The magnetoencephalogram is discussed in Sec. 8.5 of Intermediate Physics for Medicine and Biology. The data for the Minnesota study was obtained using a 248-channel SQUID magnetometer. The researchers analyzed data from 74 patients with post-traumatic stress disorder known to the VA hospital in Minneapolis, and 250 healthy controls. The authors claim that the accuracy of the test is over 90%.

Finally, a February 8 article describes a magnetic navigation system installed in Taiwan by the company Stereotaxis.
The Stereotaxis System is designed to enable physicians to complete more complex interventional procedures by providing image guided delivery of catheters and guidewires through the blood vessels and chambers of the heart to treatment sites. This is achieved using computer-controlled, externally applied magnetic fields that govern the motion of the working tip of the catheter or guidewire, resulting in improved navigation, shorter procedure time and reduced x-ray exposure.

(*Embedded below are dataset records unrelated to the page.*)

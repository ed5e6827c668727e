//! Driving session for simdrive.
//!
//! Ties the input normalizer and the scoring engine to a simulation backend
//! through small port traits, and runs the fixed-rate tick loop.
//!
//! ```rust,ignore
//! use simdrive_session::{QuitSignal, Session, SessionConfig, SessionPorts};
//!
//! let config = SessionConfig::from_path("session.yaml")?;
//! let mut session = Session::start(config, backend, SessionPorts::headless())?;
//! let summary = session.run(&QuitSignal::new(), None)?;
//! ```

#![deny(unsafe_op_in_unsafe_fn)]
#![deny(clippy::unwrap_used)]

pub mod config;
pub mod dashboard;
pub mod error;
pub mod observability;
pub mod ports;
pub mod quit;
pub mod sensor;
pub mod session;

pub use config::{DEFAULT_SESSION_YAML, SessionConfig};
pub use dashboard::{DashboardSnapshot, IDLE_RPM, estimate_rpm, speed_kmh};
pub use error::{SessionError, SessionResult};
pub use observability::init_tracing;
pub use ports::{
    ActorId, AudioPort, DisplayPort, InputPort, NoInput, NullAudio, NullDisplay, SessionPorts,
    SimulationBackend, SpawnedVehicle, Vector3, VehiclePhysics, VehicleState,
};
pub use quit::QuitSignal;
pub use sensor::{GnssFix, SENSOR_QUEUE_CAPACITY, SensorEvent, SensorId, SensorKind, SensorSink};
pub use session::{AttachedSensor, RunSummary, Session, StopReason, TickReport};
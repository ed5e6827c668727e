//! Driving infraction scoring for simdrive.
//!
//! The [`ViolationEngine`] consumes collision and lane-invasion events from
//! the simulation backend plus the vehicle speed each tick, and produces
//! score changes and driver feedback. Feedback is returned as data: a
//! [`NotificationRequest`] for the display layer and a [`SoundRequest`] that
//! the caller gates through a [`SoundCueSystem`].
//!
//! # Penalties
//!
//! | Infraction | Points | Cooldown |
//! |---|---|---|
//! | Collision | 15 | 2.0 s wall clock |
//! | Oncoming lane | 5 x 3 | 30 frames, shared by all lane kinds |
//! | Solid line | 5 x 1.5 (floored) | shared |
//! | Lane drift / unknown lane | 5 | shared |
//! | Speeding (> 120 km/h) | alert only | 180 frames, re-armed below the limit |
//!
//! # Example
//!
//! ```rust
//! use simdrive_scoring::{InfractionEvent, ScoringConfig, ViolationEngine};
//! use std::time::Instant;
//!
//! # fn main() -> Result<(), simdrive_scoring::ScoringError> {
//! let mut engine = ViolationEngine::new(ScoringConfig::default())?;
//! let assessment = engine.on_collision(&InfractionEvent::collision(12, 480.0), Instant::now());
//! assert_eq!(assessment.points(), 15);
//! assert_eq!(engine.score(), 985);
//! # Ok(())
//! # }
//! ```

#![deny(unsafe_op_in_unsafe_fn, clippy::unwrap_used)]
#![warn(missing_debug_implementations, rust_2018_idioms)]

mod classify;
mod config;
mod cooldown;
mod engine;
mod error;
mod event;
mod notify;
mod sound;

pub mod prelude;

pub use classify::{
    LaneMarkingType, LaneViolation, LaneWaypoint, Vector2, VehiclePose, classify_lane_violation,
    heading_dot,
};
pub use config::ScoringConfig;
pub use cooldown::{FrameCooldown, WallCooldown};
pub use engine::{
    Assessment, CollisionRecord, InfractionCounters, Outcome, PenaltyCooldowns, ScoreState,
    ViolationEngine, ViolationKind,
};
pub use error::{ScoringError, ScoringResult};
pub use event::{InfractionEvent, InfractionKind};
pub use notify::{
    ActiveNotification, CRITICAL_DURATION_SECS, DEDUP_MIN_REMAINING_SECS, ERROR_DURATION_SECS,
    INFO_DURATION_SECS, NotificationBoard, NotificationRequest, NotificationSeverity,
    PENALTY_DURATION_SECS, PostOutcome, Rgb,
};
pub use sound::{SoundCooldowns, SoundCue, SoundCueSystem, SoundRequest};

#[cfg(test)]
mod tests;
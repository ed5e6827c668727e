//! Error types for scoring operations.

use simdrive_errors::ValidationError;
use thiserror::Error;

/// Scoring engine errors.
#[derive(Error, Debug, Clone, PartialEq)]
pub enum ScoringError {
    /// A tunable is outside its accepted range.
    #[error("Invalid scoring configuration: {0}")]
    InvalidConfig(#[from] ValidationError),
}

/// Result type for scoring operations.
pub type ScoringResult<T> = Result<T, ScoringError>;

impl From<ScoringError> for simdrive_errors::SimDriveError {
    fn from(err: ScoringError) -> Self {
        match err {
            ScoringError::InvalidConfig(inner) => inner.into(),
        }
    }
}
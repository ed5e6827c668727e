//! Hardware input port
//!
//! [`HardwareState`] is the seam to whatever joystick layer enumerates the
//! devices. [`ControllerSnapshot`] is a plain in-memory implementation used
//! by simulated rigs and tests.

use serde::{Deserialize, Serialize};
use simdrive_errors::DeviceError;

use crate::types::{AxisControl, ButtonControl, InputMap};

/// Polled controller state for one tick.
pub trait HardwareState {
    fn device_count(&self) -> usize;

    fn axis_count(&self, device: usize) -> Option<usize>;

    fn button_count(&self, device: usize) -> Option<usize>;

    fn axis(&self, device: usize, axis: usize) -> Result<f32, DeviceError>;

    fn button(&self, device: usize, button: usize) -> Result<bool, DeviceError>;
}

/// Current values of one enumerated device.
#[derive(Debug, Clone, PartialEq, Default, Serialize, Deserialize)]
pub struct DeviceSnapshot {
    pub name: String,
    pub axes: Vec<f32>,
    pub buttons: Vec<bool>,
}

impl DeviceSnapshot {
    pub fn new(name: impl Into<String>, axis_count: usize, button_count: usize) -> Self {
        Self {
            name: name.into(),
            axes: vec![0.0; axis_count],
            buttons: vec![false; button_count],
        }
    }
}

/// In-memory [`HardwareState`].
#[derive(Debug, Clone, PartialEq, Default, Serialize, Deserialize)]
pub struct ControllerSnapshot {
    pub devices: Vec<DeviceSnapshot>,
}

impl ControllerSnapshot {
    pub fn new(devices: Vec<DeviceSnapshot>) -> Self {
        Self { devices }
    }

    /// Rig matching [`InputMap::fanatec_default`]: a keyboard-like device 0
    /// and the wheel base on device 1 with pedals released.
    pub fn fanatec_rig() -> Self {
        let mut wheel = DeviceSnapshot::new("Fanatec Wheel", 6, 12);
        for pedal_axis in [2, 3] {
            if let Some(value) = wheel.axes.get_mut(pedal_axis) {
                *value = 1.0;
            }
        }
        Self::new(vec![DeviceSnapshot::new("Generic Device", 2, 4), wheel])
    }

    /// Set an axis value. Returns `false` when the slot does not exist.
    pub fn set_axis(&mut self, device: usize, axis: usize, value: f32) -> bool {
        match self
            .devices
            .get_mut(device)
            .and_then(|d| d.axes.get_mut(axis))
        {
            Some(slot) => {
                *slot = value;
                true
            }
            None => false,
        }
    }

    /// Set a button level. Returns `false` when the slot does not exist.
    pub fn set_button(&mut self, device: usize, button: usize, pressed: bool) -> bool {
        match self
            .devices
            .get_mut(device)
            .and_then(|d| d.buttons.get_mut(button))
        {
            Some(slot) => {
                *slot = pressed;
                true
            }
            None => false,
        }
    }

    fn device(&self, device: usize) -> Result<&DeviceSnapshot, DeviceError> {
        self.devices
            .get(device)
            .ok_or(DeviceError::not_found(device))
    }
}

impl HardwareState for ControllerSnapshot {
    fn device_count(&self) -> usize {
        self.devices.len()
    }

    fn axis_count(&self, device: usize) -> Option<usize> {
        self.devices.get(device).map(|d| d.axes.len())
    }

    fn button_count(&self, device: usize) -> Option<usize> {
        self.devices.get(device).map(|d| d.buttons.len())
    }

    fn axis(&self, device: usize, axis: usize) -> Result<f32, DeviceError> {
        let snapshot = self.device(device)?;
        let value = snapshot
            .axes
            .get(axis)
            .copied()
            .ok_or(DeviceError::axis_out_of_range(device, axis, snapshot.axes.len()))?;
        if value.is_finite() {
            Ok(value)
        } else {
            Err(DeviceError::InvalidReading { device, axis })
        }
    }

    fn button(&self, device: usize, button: usize) -> Result<bool, DeviceError> {
        let snapshot = self.device(device)?;
        snapshot
            .buttons
            .get(button)
            .copied()
            .ok_or(DeviceError::button_out_of_range(
                device,
                button,
                snapshot.buttons.len(),
            ))
    }
}

/// Shape of one detected device.
#[derive(Debug, Clone, PartialEq, Eq, Serialize, Deserialize)]
pub struct DeviceInfo {
    pub name: String,
    pub axis_count: usize,
    pub button_count: usize,
}

/// Devices detected at startup.
#[derive(Debug, Clone, PartialEq, Eq, Default, Serialize, Deserialize)]
pub struct DeviceInventory {
    pub devices: Vec<DeviceInfo>,
}

impl DeviceInventory {
    pub fn from_snapshot(snapshot: &ControllerSnapshot) -> Self {
        Self {
            devices: snapshot
                .devices
                .iter()
                .map(|d| DeviceInfo {
                    name: d.name.clone(),
                    axis_count: d.axes.len(),
                    button_count: d.buttons.len(),
                })
                .collect(),
        }
    }

    /// Build an inventory from any hardware port. Devices are unnamed.
    pub fn probe(hardware: &dyn HardwareState) -> Self {
        Self {
            devices: (0..hardware.device_count())
                .map(|index| DeviceInfo {
                    name: format!("device {index}"),
                    axis_count: hardware.axis_count(index).unwrap_or(0),
                    button_count: hardware.button_count(index).unwrap_or(0),
                })
                .collect(),
        }
    }

    pub fn is_empty(&self) -> bool {
        self.devices.is_empty()
    }
}

/// A mapping that cannot be satisfied by the detected hardware.
#[derive(Debug, Clone, PartialEq, Eq)]
pub struct MappingIssue {
    pub control: &'static str,
    pub error: DeviceError,
}

impl std::fmt::Display for MappingIssue {
    fn fmt(&self, f: &mut std::fmt::Formatter<'_>) -> std::fmt::Result {
        write!(f, "{}: {}", self.control, self.error)
    }
}

impl InputMap {
    /// Report every mapping that references a missing device, axis or button.
    pub fn check_against(&self, inventory: &DeviceInventory) -> Vec<MappingIssue> {
        if inventory.is_empty() {
            return vec![MappingIssue {
                control: "controller",
                error: DeviceError::NoControllers,
            }];
        }

        let mut issues = Vec::new();
        for control in AxisControl::ALL {
            let mapping = self.axis(control);
            match inventory.devices.get(mapping.device_index) {
                None => issues.push(MappingIssue {
                    control: control.name(),
                    error: DeviceError::not_found(mapping.device_index),
                }),
                Some(info) if mapping.axis_index >= info.axis_count => {
                    issues.push(MappingIssue {
                        control: control.name(),
                        error: DeviceError::axis_out_of_range(
                            mapping.device_index,
                            mapping.axis_index,
                            info.axis_count,
                        ),
                    })
                }
                Some(_) => {}
            }
        }

        for control in ButtonControl::ALL {
            let Some(mapping) = self.button(control) else {
                continue;
            };
            match inventory.devices.get(mapping.device_index) {
                None => issues.push(MappingIssue {
                    control: control.name(),
                    error: DeviceError::not_found(mapping.device_index),
                }),
                Some(info) if mapping.button_index >= info.button_count => {
                    issues.push(MappingIssue {
                        control: control.name(),
                        error: DeviceError::button_out_of_range(
                            mapping.device_index,
                            mapping.button_index,
                            info.button_count,
                        ),
                    })
                }
                Some(_) => {}
            }
        }
        issues
    }
}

The system works by having ferromagnetic material in a catheter tip, and an applied magnetic field that can be adjusted to “steer” the catheter through the blood vessels. We discuss magnetic forces in Sec. 8.1 of Intermediate Physics for Medicine and Biology, and ferromagnetic materials in Sec. 8.8.

Although I believe medicalphysicsweb is extremely useful for keeping up-to-date on developments in medical physics, I find that often their articles either have specialized physics concepts that the layman may not understand or, more often, don’t address the underlying physics at all. Yet, one can’t understand modern medicine without mastery of the basic physics concepts. My browsing through medicalphysicsweb convinced me once again about the importance of learning how physics can be applied to medicine and biology. Perhaps I am biased, but I think that studying from the 4th edition of Intermediate Physics for Medicine and Biology is a great way to master these important topics.